Total RNA of the liver tissue was extracted using RNeasy mini kit (Qiagene, Germany). Maxima H Minus First Strand cDNA Synthesis kits (Thermo Scientific) was used for cDNA synthesis. Real-time PCR was performed on a BioRad Miniopticon device using Maxima SYBR-green PCR Master Mix (Thermo Scientific). Sequences of primers used in this study were as follow: TNF-α forward: 5′-CCCAAAGGGAAGAGAAGTTC-3′, reverse: 5-CCACTTGGTGGTTTGCTACA-3′ (Lowanitchapat et al., 2010); cytochrome P450 7A1 (CYP7A1) forward: 5′-ACTGCTAAGGAGGATTTCACTCT-3′, reverse: 5′CTCATCCAGGTATCGATCATATT-3′ (Hung et al., 2012). Glyceraldehyde-3-phosphate dehydrogenase (GAPDH), was amplified as the house keeping gene, forward 5′-GACCCCTTCATTGACCTCAACTAC-3′; reverse: 5′-GCCAGTAGACTCCACAACATACTC-3′ (Duncan et al., 2013). Thermal cycler conditions included holds for 10 min at 95°C, followed by 40 cycles of 15 sec at 95°C and 60 sec at 60°C and 30 sec at 72°C. A melting curve analysis was plotted for each reaction with 55–95°C ramp. Normalized Ct or ∆Ct (Ct gene –Ct house-keeping) was calculated and the ∆Ct data were analyzed statistically.

Statistical analysis

Values are expressed as mean ± SD. Since our hypothesis was evaluation of hypolipidemic effects of inclusion of leek in high-fat diet, results from leek group were compared with high-fat group. In addition, to show hyperlipidemic effects of high-fat diets, results of high-fat group were compared with standard diet. To compare the quantitative variables with normal distribution between the two groups, the independent t-test was used, while for the quantitative variables without normal distribution, the non-parametric Mann Whitney test was applied. Statistical significance was accepted at p<0.05. All statistical analyses were carried out using SPSS software (version 20).

Results

Food intake was 6-7.5 g/day and no significant difference was observed among groups in terms of average consumed food. In addition, weight of the animals were 98-106 g and did not differ among the groups.

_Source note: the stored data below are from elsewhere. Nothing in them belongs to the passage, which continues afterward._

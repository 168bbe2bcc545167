use axum::{
    routing::{get, post},
    Router,
};
use tower_http::trace::TraceLayer;

use crate::config::{create_cors_layer, with_security_headers};
use crate::handlers::{booking_settlement, fee_breakdown, health_check, verify_payment};
use crate::state::AppState;

/// Middleware settings applied around every route.
#[derive(Debug, Clone, Default)]
pub struct HttpPolicy {
    pub include_hsts: bool,
    pub cors_allowed_origins: Option<String>,
}

pub fn create_routes(state: AppState, policy: &HttpPolicy) -> Router {
    let api = Router::new()
        .route("/payments/verify", post(verify_payment))
        .route("/bookings/:booking_id/settlement", get(booking_settlement))
        .route("/fees/breakdown", get(fee_breakdown));

    let router = Router::new()
        .route("/health", get(health_check))
        .nest("/api/v1", api)
        .with_state(state);

    with_security_headers(router, policy.include_hsts)
        .layer(create_cors_layer(policy.cors_allowed_origins.as_deref()))
        .layer(TraceLayer::new_for_http())
}
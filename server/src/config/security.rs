use axum::http::{header, HeaderName, HeaderValue};
use axum::Router;
use tower_http::set_header::SetResponseHeaderLayer;

const NOSNIFF: &str = "nosniff";
const DENY: &str = "DENY";
const CSP_API_VALUE: &str = "default-src 'none'; frame-ancestors 'none'";
const REFERRER_POLICY_VALUE: &str = "no-referrer";
// Payment confirmations and fee figures must not be served from a cache.
const CACHE_CONTROL_VALUE: &str = "no-store";
const HSTS_VALUE: &str = "max-age=31536000; includeSubDomains";

/// Response headers set on every API response.
pub fn security_headers(include_hsts: bool) -> Vec<(HeaderName, HeaderValue)> {
    let mut headers = vec![
        (header::X_CONTENT_TYPE_OPTIONS, HeaderValue::from_static(NOSNIFF)),
        (header::X_FRAME_OPTIONS, HeaderValue::from_static(DENY)),
        (
            header::CONTENT_SECURITY_POLICY,
            HeaderValue::from_static(CSP_API_VALUE),
        ),
        (
            header::REFERRER_POLICY,
            HeaderValue::from_static(REFERRER_POLICY_VALUE),
        ),
        (
            header::CACHE_CONTROL,
            HeaderValue::from_static(CACHE_CONTROL_VALUE),
        ),
    ];

    // Only meaningful behind HTTPS.
    if include_hsts {
        headers.push((
            header::STRICT_TRANSPORT_SECURITY,
            HeaderValue::from_static(HSTS_VALUE),
        ));
    }

    headers
}

pub fn with_security_headers<S>(router: Router<S>, include_hsts: bool) -> Router<S>
where
    S: Clone + Send + Sync + 'static,
{
    if include_hsts {
        tracing::info!("Security: HSTS header enabled (production mode)");
    } else {
        tracing::info!("Security: HSTS header disabled (development mode)");
    }

    security_headers(include_hsts)
        .into_iter()
        .fold(router, |router, (name, value)| {
            router.layer(SetResponseHeaderLayer::overriding(name, value))
        })
}
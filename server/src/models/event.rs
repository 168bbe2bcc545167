use chrono::{DateTime, Utc};
use serde::{Deserialize, Serialize};
use sqlx::FromRow;
use uuid::Uuid;

#[derive(Debug, Clone, Serialize, Deserialize, FromRow)]
pub struct Event {
    pub id: Uuid,
    pub vendor_id: Uuid,
    pub title: String,
    pub description: Option<String>,
    pub location: String,
    pub created_at: DateTime<Utc>,
    pub updated_at: DateTime<Utc>,
}
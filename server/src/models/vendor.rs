use chrono::{DateTime, Utc};
use serde::{Deserialize, Serialize};
use sqlx::FromRow;
use uuid::Uuid;

/// A host selling bookable slots on the marketplace.
#[derive(Debug, Clone, Serialize, Deserialize, FromRow)]
pub struct Vendor {
    pub id: Uuid,
    pub name: String,
    pub contact_email: String,
    /// Registered for GST; changes how much of the base amount is passed through.
    pub is_tax_registered: bool,
    pub created_at: DateTime<Utc>,
    pub updated_at: DateTime<Utc>,
}
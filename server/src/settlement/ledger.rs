//! Seat commitments against a booking chart entry.
//!
//! The capacity check and the increment are a single conditional `UPDATE`, so
//! concurrent commits on the same entry serialize on its row lock and the
//! loser re-evaluates the ceiling against the winner's count. Other entries
//! are never touched.

use serde::Serialize;
use sqlx::PgConnection;
use uuid::Uuid;

use crate::settlement::SettlementError;

#[derive(Debug, Clone, Copy, PartialEq, Eq, Serialize)]
#[serde(rename_all = "camelCase")]
pub struct LedgerCommit {
    pub entry_id: Uuid,
    pub new_committed: i32,
}

/// Adds `seat_delta` committed seats to one entry inside the caller's
/// transaction. Performs exactly one increment per call.
pub async fn commit_seats(
    conn: &mut PgConnection,
    entry_id: Uuid,
    seat_delta: i32,
) -> Result<LedgerCommit, SettlementError> {
    if seat_delta < 0 {
        return Err(SettlementError::InvalidSeatDelta(seat_delta));
    }

    let updated: Option<(i32,)> = sqlx::query_as(
        r#"
        UPDATE booking_chart
        SET booked_seats = booked_seats + $2, updated_at = NOW()
        WHERE id = $1 AND (is_subscription OR booked_seats + $2 <= capacity)
        RETURNING booked_seats
        "#,
    )
    .bind(entry_id)
    .bind(seat_delta)
    .fetch_optional(&mut *conn)
    .await?;

    if let Some((new_committed,)) = updated {
        tracing::debug!(%entry_id, seat_delta, new_committed, "Seats committed");
        return Ok(LedgerCommit {
            entry_id,
            new_committed,
        });
    }

    let current: Option<(i32, i32)> =
        sqlx::query_as("SELECT capacity, booked_seats FROM booking_chart WHERE id = $1")
            .bind(entry_id)
            .fetch_optional(&mut *conn)
            .await?;

    match current {
        Some((capacity, committed)) => Err(SettlementError::CapacityExceeded {
            entry_id,
            capacity,
            committed,
            requested: seat_delta,
        }),
        None => Err(SettlementError::LedgerEntryNotFound(entry_id)),
    }
}
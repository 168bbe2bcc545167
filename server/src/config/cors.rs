use axum::http::{header, HeaderValue, Method};
use tower_http::cors::{AllowOrigin, CorsLayer};

const DEFAULT_ALLOWED_ORIGINS: &str = "http://localhost:3000,http://localhost:5173";

const PREFLIGHT_MAX_AGE_SECS: u64 = 600;

/// CORS for the checkout frontend, which relays the gateway's success
/// payload to the verify endpoint. Cookies are never needed here.
pub fn create_cors_layer(configured_origins: Option<&str>) -> CorsLayer {
    CorsLayer::new()
        .allow_origin(allowed_origins(
            configured_origins.unwrap_or(DEFAULT_ALLOWED_ORIGINS),
        ))
        .allow_methods([Method::GET, Method::POST, Method::OPTIONS])
        .allow_headers([header::CONTENT_TYPE, header::ACCEPT, header::ORIGIN])
        .expose_headers([header::CONTENT_LENGTH, header::CONTENT_TYPE])
        .max_age(std::time::Duration::from_secs(PREFLIGHT_MAX_AGE_SECS))
}

fn parse_origins(origins: &str) -> Vec<HeaderValue> {
    origins
        .split(',')
        .map(str::trim)
        .filter(|origin| !origin.is_empty())
        .filter_map(|origin| match origin.parse::<HeaderValue>() {
            Ok(value) => {
                tracing::debug!("CORS: Allowing origin: {}", origin);
                Some(value)
            }
            Err(e) => {
                tracing::warn!("CORS: Invalid origin '{}': {}", origin, e);
                None
            }
        })
        .collect()
}

fn allowed_origins(origins: &str) -> AllowOrigin {
    let origins = parse_origins(origins);

    if origins.is_empty() {
        tracing::warn!("CORS: No valid origins configured, allowing any origin");
        AllowOrigin::any()
    } else {
        tracing::info!("CORS: Configured with {} allowed origin(s)", origins.len());
        AllowOrigin::list(origins)
    }
}
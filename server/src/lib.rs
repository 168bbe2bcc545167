//! Payment settlement service for the booking marketplace.
//!
//! A verified gateway callback confirms a pending booking, commits its seats
//! on the slot's ledger entry and produces the fee split that is sent to the
//! buyer as a confirmation.

pub mod config;
pub mod handlers;
pub mod models;
pub mod notify;
pub mod routes;
pub mod settlement;
pub mod state;
pub mod store;
pub mod utils;

pub use routes::{create_routes, HttpPolicy};
pub use state::AppState;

When compared to standard diet, high-fat/high-cholesterol diet resulted in a significant increase in the concentration of the plasma AST (p<0.05), ALT (p<0.01) and lipids including total cholesterol (p<0.01), LDL-C (p<0.01) and TG (p<0.01) (Table 2). Levels of liver TG (p<0.01), cholesterol (p<0.01) and ratio of HMG CoA to mevalonate (p<0.05) were also significantly increased (Table 3). Adding Persian leek to the high-fat/high-cholesterol diet resulted in no significant changes in the concentration of the plasma lipids. Plasma AST levels did not significantly decrease in Persian leek-treated group as compared with the high-fat group. However, plasma concentration of ALT was significantly lower than that of the high-fat group (p=0.01).

Table 2.

Effect of diets on plasma parameters

Parameter Standard diet High fat Persian leek
TC(mg/dL) 81.30 ± 19.69 140.79 ± 26.68 ** 141.75 ± 31.29
LDL(mg/dL) 18.02 ± 5.01 33.07 ± 10.17 ** 41.64 ± 6.85
HDL(mg/dL) 61.04 ± 10.28 70.92 ± 8.28 74.33 ± 9.38
TG(mg/dL) 71.83 ± 27.54 144.71 ± 25.61 ** 128.25 ± 50.76
ALT(IU/L) 44.62 ± 14.67 129.70 ± 33.54 ** 78.05 ± 19.84
AST(IU/L) 47.5 ± 15.75 99.03 ± 54.19* 74.75 ± 16.38
Open in a new tab
*

p<0.05compared with standard diet,

**

p<0.01 compared with standard diet,

p<0.05 compared with high-fat diet. TC= total cholesterol, LDL=low-density lipoprotein, HDL=high-density lipoprotein, TG= triglycerides, ALT= alanine aminotransferase, AST= aspartate aminotransferase.

Table 3.

Effect of diets on liver parameters

Parameter Standard diet High fat Persian leek
Hepatic TC(mg/dL) 24.25 ± 3.77 84.42 ± 23.24 ** 78 ± 13.47
Hepatic TG(mg/dL) 45 ± 17.2 90.57 ± 27.96 ** 63.57 ± 12.39
HMG CoA / mevalonate ratio 2.04 ± 0.2 2.61 ± 0.47 * 2.84 ± 1.26
Open in a new tab
*

p<0.05 compared with standard diet,

**

p<0.01 compared with standard diet,

p<0.05 compared with high- fat diet

Adding Persian leek to the high-fat/high-cholesterol diet did not result in any difference among the groups in terms of liver cholesterol and ratio of HMG CoA to mevalonate. However, levels of liver TG were significantly lower in the high-fat group (p=0.03). Adding Persian leek to the high-fat/high-cholesterol diet reduced mRNA expression of TNF-α in the liver (Figure 1). However, the expression of CYP7A1 did not differ between the two groups.

Figure 1.

Figure 1

Open in a new tab

Expression levels of TNF-α and CYP7A1 mRNA in the liver. ∆Ct was calculated using GAPDH as the house keeping gene

Discussion

In this study, diet-induced hyperlipidemia was not modified by Persian leek. No previous study has evaluated hypolipidemic effects of Persian leek consumption. However, in rabbits, different doses of leek (Allium porrum L.) extract decreased plasma cholesterol and LDL-C with no effects on TG and HDL-C levels (Movahedian et al., 2006). In the current study, 1% (w/w) dried leek was added to the animals diet which is much less than the amount used by Movahedian et al to produce the extract (Movahedian et al., 2006).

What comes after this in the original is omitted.